RIYADH: When President Trump spoke in Israel on Monday to celebrate the cease-fire in Gaza, he declared that it was time to seek “the ultimate prize of peace and prosperity” for the entire region.
The moment carried strong echoes of another speech that he gave in 2020, announcing the Abraham Accords — a series of diplomatic deals that saw Israel establish relations with several Arab countries. Praising the accords, Trump said that his son-in-law, Jared Kushner, “did something very special” when he helped to broker them. He also hinted at his longstanding wish to expand them, suggesting that Israel could even make a deal with Iran, its archenemy in the region. Though a comprehensive end to the war between Israel and Hamas has yet to be hammered out, Trump said the cease-fire meant “the historic dawn of a new Middle East.”
What are the Abraham Accords?
Signed in 2020 on the White House lawn, the first of the deals known as the Abraham Accords established diplomatic ties between Israel and two Gulf Arab states, Bahrain and the United Arab Emirates.
A similar agreement with Morocco soon followed. Until then, the only Arab states that had formally recognized Israel were Egypt and Jordan. Until the Abraham Accords, most Arab countries, including the UAE, withheld diplomatic relations with Israel pending a Palestinian state, banning travel, direct calls, and open trade or security cooperation.
What impact have the deals had?
The Abraham Accords have created an opportunity for expanded trade, security cooperation and tourism between the countries that signed them. Israeli tourists and investors have poured into Dubai, and technology and energy companies have signed new deals. In 2024, trade between the two countries exceeded $3 billion, and regular flights continue to ferry travelers between the Emirates and Tel Aviv.

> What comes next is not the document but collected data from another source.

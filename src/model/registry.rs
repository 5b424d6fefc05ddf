//! The validated, immutable variable and rule registry

use std::collections::HashSet;
use std::path::Path;

use tracing::{debug, info, warn};

use crate::error::{DpiError, DpiResult, ErrorCode};
use crate::fuzzy::{
    FuzzySet, Fuzzifier, Implication, InferenceEngine, LinguisticVariable, Proposition, Rule,
    Universe,
};
use super::definition::{ModelDefinition, VariableDefinition};

const BUILTIN_MODEL: &str = include_str!("dpi_model.toml");

/// Input and output variables plus the rule base.
///
/// Built once and shared read-only; every reference in every rule has been
/// checked against the declared variables.
#[derive(Debug, Clone)]
pub struct Registry {
    name: String,
    inputs: Vec<LinguisticVariable>,
    outputs: Vec<LinguisticVariable>,
    rules: Vec<Rule>,
}

impl Registry {
    /// Validate and assemble a registry
    pub fn new(
        name: impl Into<String>,
        inputs: Vec<LinguisticVariable>,
        outputs: Vec<LinguisticVariable>,
        rules: Vec<Rule>,
    ) -> DpiResult<Self> {
        let name = name.into();

        if inputs.is_empty() || outputs.is_empty() {
            return Err(DpiError::new(
                ErrorCode::EmptyModel,
                "model needs at least one input and one output variable",
            ));
        }
        if rules.is_empty() {
            return Err(DpiError::new(ErrorCode::EmptyModel, "model declares no rules"));
        }

        let mut names = HashSet::new();
        for var in inputs.iter().chain(&outputs) {
            if !names.insert(var.name()) {
                return Err(DpiError::new(
                    ErrorCode::DuplicateVariable,
                    format!("variable '{}' is declared more than once", var.name()),
                )
                .with_context("variable", var.name()));
            }
        }

        let mut ids = HashSet::new();
        for rule in &rules {
            if !ids.insert(rule.id()) {
                return Err(DpiError::new(
                    ErrorCode::DuplicateRuleId,
                    format!("rule id {} is used more than once", rule.id()),
                )
                .with_context("rule", rule.id().to_string()));
            }

            let weight = rule.weight();
            if !(0.0..=1.0).contains(&weight) {
                return Err(DpiError::new(
                    ErrorCode::InvalidWeight,
                    format!("rule {} has weight {} outside [0, 1]", rule.id(), weight),
                )
                .with_context("rule", rule.id().to_string()));
            }

            for prop in rule.antecedent().propositions() {
                check_reference(&inputs, prop)
                    .map_err(|e| e.with_context("rule", rule.id().to_string()))?;
            }
            check_reference(&outputs, rule.consequent()).map_err(|e| {
                e.with_context("rule", rule.id().to_string())
                    .with_hint("Consequents must name an output variable")
            })?;
        }

        for output in &outputs {
            if !rules.iter().any(|r| r.consequent().variable == output.name()) {
                warn!(output = output.name(), "no rule targets this output; it will always be undetermined");
            }
        }

        Ok(Self {
            name,
            inputs,
            outputs,
            rules,
        })
    }

    /// Build from a parsed definition
    pub fn from_definition(def: &ModelDefinition) -> DpiResult<Self> {
        let inputs = def
            .inputs
            .iter()
            .map(build_variable)
            .collect::<DpiResult<Vec<_>>>()?;
        let outputs = def
            .outputs
            .iter()
            .map(build_variable)
            .collect::<DpiResult<Vec<_>>>()?;

        let mut rules = Vec::with_capacity(def.rules.len());
        for rd in &def.rules {
            let rule = Rule::parse(rd.id, &rd.rule).map_err(|e| {
                DpiError::new(
                    ErrorCode::InvalidRuleSyntax,
                    format!("rule {} could not be parsed", rd.id),
                )
                .with_cause(e.to_string())
                .with_context("rule", rd.id.to_string())
            })?;
            let rule = match rd.weight {
                Some(w) => rule.with_weight(w),
                None => rule,
            };
            debug!(id = rd.id, text = %rule, "parsed rule");
            rules.push(rule);
        }

        let name = def.name.clone().unwrap_or_else(|| "model".to_string());
        let registry = Self::new(name, inputs, outputs, rules)?;
        info!(
            model = %registry.name,
            inputs = registry.inputs.len(),
            outputs = registry.outputs.len(),
            rules = registry.rules.len(),
            "model loaded"
        );
        Ok(registry)
    }

    /// The embedded productivity model
    pub fn builtin() -> DpiResult<Self> {
        Self::from_definition(&ModelDefinition::from_toml_str(BUILTIN_MODEL)?)
    }

    /// Load a model file, or the built-in model when no path is given
    pub fn load(path: Option<&Path>) -> DpiResult<Self> {
        match path {
            Some(path) => {
                info!(path = %path.display(), "loading model file");
                Self::from_definition(&ModelDefinition::from_file(path)?)
            }
            None => Self::builtin(),
        }
    }

    pub fn name(&self) -> &str {
        &self.name
    }

    pub fn inputs(&self) -> &[LinguisticVariable] {
        &self.inputs
    }

    pub fn outputs(&self) -> &[LinguisticVariable] {
        &self.outputs
    }

    pub fn rules(&self) -> &[Rule] {
        &self.rules
    }

    pub fn input(&self, name: &str) -> Option<&LinguisticVariable> {
        self.inputs.iter().find(|v| v.name() == name)
    }

    pub fn output(&self, name: &str) -> Option<&LinguisticVariable> {
        self.outputs.iter().find(|v| v.name() == name)
    }

    pub fn rule(&self, id: u32) -> Option<&Rule> {
        self.rules.iter().find(|r| r.id() == id)
    }

    pub fn fuzzifier(&self) -> Fuzzifier<'_> {
        Fuzzifier::new(&self.inputs)
    }

    pub fn engine(&self, implication: Implication) -> InferenceEngine<'_> {
        InferenceEngine::new(&self.rules, &self.outputs).with_implication(implication)
    }
}

fn check_reference(vars: &[LinguisticVariable], prop: &Proposition) -> DpiResult<()> {
    let var = vars
        .iter()
        .find(|v| v.name() == prop.variable)
        .ok_or_else(|| DpiError::unknown_reference(&prop.variable, None))?;
    if !var.has_term(&prop.term) {
        return Err(DpiError::unknown_reference(&prop.variable, Some(&prop.term)));
    }
    Ok(())
}

fn build_variable(def: &VariableDefinition) -> DpiResult<LinguisticVariable> {
    let [min, max] = def.universe;
    let universe = Universe::new(min, max).map_err(|e| e.with_context("variable", def.name.as_str()))?;
    let sets = def
        .sets
        .iter()
        .map(|s| FuzzySet::from_pairs(s.term.as_str(), &s.points))
        .collect::<DpiResult<Vec<_>>>()
        .map_err(|e| e.with_context("variable", def.name.as_str()))?;
    let concept = def.concept.clone().unwrap_or_else(|| def.name.clone());
    LinguisticVariable::new(def.name.as_str(), concept, universe, sets)
}

#[cfg(test)]
mod tests {
    use super::*;

    fn small(rules: &str) -> String {
        format!(
            r#"
[[inputs]]
name = "A"
universe = [0, 10]
sets = [
    {{ term = "x", points = [[0, 1], [10, 0]] }},
    {{ term = "y", points = [[0, 0], [10, 1]] }},
]

[[outputs]]
name = "Out"
universe = [0, 1]
sets = [{{ term = "z", points = [[0, 0], [1, 1]] }}]

{}
"#,
            rules
        )
    }

    fn load(text: &str) -> DpiResult<Registry> {
        Registry::from_definition(&ModelDefinition::from_toml_str(text)?)
    }

    #[test]
    fn test_builtin_model() {
        let reg = Registry::builtin().unwrap();
        let inputs: Vec<&str> = reg.inputs().iter().map(|v| v.name()).collect();
        assert_eq!(inputs, vec!["FocusTime", "Distractions", "SleepQuality", "Workload"]);
        assert_eq!(reg.outputs()[0].name(), "Productivity");
        assert_eq!(reg.rules().len(), 25);
        assert_eq!(reg.name(), "dpi");
        assert_eq!(
            reg.rule(1).unwrap().text(),
            "IF FocusTime IS High AND Distractions IS Low AND SleepQuality IS Excellent THEN Productivity IS Excellent"
        );
        assert_eq!(reg.rule(18).unwrap().text(), "IF SleepQuality IS Poor THEN Productivity IS Low");
    }

    #[test]
    fn test_small_model_loads() {
        let reg = load(&small("[[rules]]\nid = 1\nrule = \"IF A IS x OR NOT A IS y THEN Out IS z\"")).unwrap();
        assert_eq!(reg.rules().len(), 1);
        assert_eq!(reg.input("A").unwrap().universe().as_array(), [0.0, 10.0]);
        assert!(reg.output("A").is_none());
        assert_eq!(reg.name(), "model");
    }

    #[test]
    fn test_unknown_term() {
        let err = load(&small("[[rules]]\nid = 1\nrule = \"IF A IS huge THEN Out IS z\"")).unwrap_err();
        assert_eq!(err.code, ErrorCode::UnknownReference);
        assert_eq!(err.context_field("rule"), Some("1"));
    }

    #[test]
    fn test_unknown_variable() {
        let err = load(&small("[[rules]]\nid = 1\nrule = \"IF B IS x THEN Out IS z\"")).unwrap_err();
        assert_eq!(err.code, ErrorCode::UnknownReference);
        assert_eq!(err.context_field("variable"), Some("B"));
    }

    #[test]
    fn test_consequent_must_be_output() {
        let err = load(&small("[[rules]]\nid = 1\nrule = \"IF A IS x THEN A IS y\"")).unwrap_err();
        assert_eq!(err.code, ErrorCode::UnknownReference);
        assert!(err.hint.is_some());
    }

    #[test]
    fn test_antecedent_must_be_input() {
        let err = load(&small("[[rules]]\nid = 1\nrule = \"IF Out IS z THEN Out IS z\"")).unwrap_err();
        assert_eq!(err.code, ErrorCode::UnknownReference);
    }

    #[test]
    fn test_duplicate_rule_id() {
        let rules = "[[rules]]\nid = 4\nrule = \"IF A IS x THEN Out IS z\"\n\n[[rules]]\nid = 4\nrule = \"IF A IS y THEN Out IS z\"";
        let err = load(&small(rules)).unwrap_err();
        assert_eq!(err.code, ErrorCode::DuplicateRuleId);
    }

    #[test]
    fn test_bad_weight() {
        let rules = "[[rules]]\nid = 1\nrule = \"IF A IS x THEN Out IS z\"\nweight = 1.5";
        let err = load(&small(rules)).unwrap_err();
        assert_eq!(err.code, ErrorCode::InvalidWeight);
    }

    #[test]
    fn test_syntax_error_names_rule() {
        let err = load(&small("[[rules]]\nid = 9\nrule = \"IF A x THEN Out IS z\"")).unwrap_err();
        assert_eq!(err.code, ErrorCode::InvalidRuleSyntax);
        assert_eq!(err.context_field("rule"), Some("9"));
        assert!(err.to_string().contains("position"));
    }

    #[test]
    fn test_empty_rule_base() {
        let reg = load(&small("[[rules]]\nid = 1\nrule = \"IF A IS x THEN Out IS z\"")).unwrap();
        let err = Registry::new("m", reg.inputs().to_vec(), reg.outputs().to_vec(), vec![])
            .unwrap_err();
        assert_eq!(err.code, ErrorCode::EmptyModel);
    }

    #[test]
    fn test_discontinuous_set_rejected() {
        let text = small("[[rules]]\nid = 1\nrule = \"IF A IS x THEN Out IS z\"")
            .replace("[[0, 1], [10, 0]]", "[[0, 1], [5, 1], [5, 0], [10, 0]]");
        let err = load(&text).unwrap_err();
        assert_eq!(err.code, ErrorCode::InvalidFuzzySet);
        assert_eq!(err.context_field("variable"), Some("A"));
        assert_eq!(err.context_field("term"), Some("x"));
    }

    #[test]
    fn test_duplicate_term_rejected() {
        let text = small("[[rules]]\nid = 1\nrule = \"IF A IS x THEN Out IS z\"")
            .replace("term = \"y\"", "term = \"x\"");
        let err = load(&text).unwrap_err();
        assert_eq!(err.code, ErrorCode::DuplicateTerm);
    }

    #[test]
    fn test_duplicate_variable_across_inputs_and_outputs() {
        let text = small("[[rules]]\nid = 1\nrule = \"IF A IS x THEN Out IS z\"")
            .replace("name = \"Out\"", "name = \"A\"");
        let err = load(&text).unwrap_err();
        assert_eq!(err.code, ErrorCode::DuplicateVariable);
    }

    #[test]
    fn test_bad_universe_rejected() {
        let text = small("[[rules]]\nid = 1\nrule = \"IF A IS x THEN Out IS z\"")
            .replace("universe = [0, 10]", "universe = [10, 0]");
        let err = load(&text).unwrap_err();
        assert_eq!(err.code, ErrorCode::InvalidUniverse);
    }
}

Morocco has also seen an influx of Israeli tourists. And to sweeten its incentives to sign the deal, the United States agreed to recognize the disputed Western Sahara territory as a sovereign part of Morocco. The impact in Bahrain has been more modest, and protests against the accords have become a regular occurrence in the Gulf nation.
The accords have done nothing to resolve the Israeli-Palestinian conflict. Israel’s occupation of the West Bank has deepened, rather than eased, contrary to the hopes of Emirati officials when they signed the deal. The current prospects for a Palestinian state in the West Bank and Gaza appear dim, even though several European countries have recently recognized Palestine. Over the five years since the Abraham Accords were signed, Trump and Benjamin Netanyahu of Israel, along with other American and Israeli officials, have repeatedly referred to the agreements as a “peace deal.” Scholars note the Abraham Accords’ “new Middle East” claim exaggerates, as Israel never fought the UAE, Bahrain, or Morocco, which largely avoided Arab-Israeli conflicts, bypassing the core Israel-Palestinian issue.
Will the Abraham Accords expand?
American and Israeli officials have frequently stated their desires, and expectations, for other countries to sign the accords. So far, that has fallen flat. The biggest prize for supporters of the accords would be Saudi Arabia. But years of overtures to persuade Saudi Arabia to recognize Israel have so far failed. The Biden administration took up that mantle fervently.
Analysts say that Israel’s conduct of the war in Gaza, with the immense suffering of Palestinian civilians, has made joining the accords a much harder sell for Arab nations. Saudi officials have insisted recently that they would be unable to recognize Israel without the establishment of a Palestinian state with East Jerusalem as its capital. Israel insists that it will never cede East Jerusalem, which it seized in the 1967 war and formally annexed in 1980. Even if the war in Gaza ends permanently, the views of Saudi citizens toward dealing with Israel are overwhelmingly negative. That limits the space that the kingdom’s crown prince and de facto ruler, Mohammed bin Salman, has to maneuver for a deal.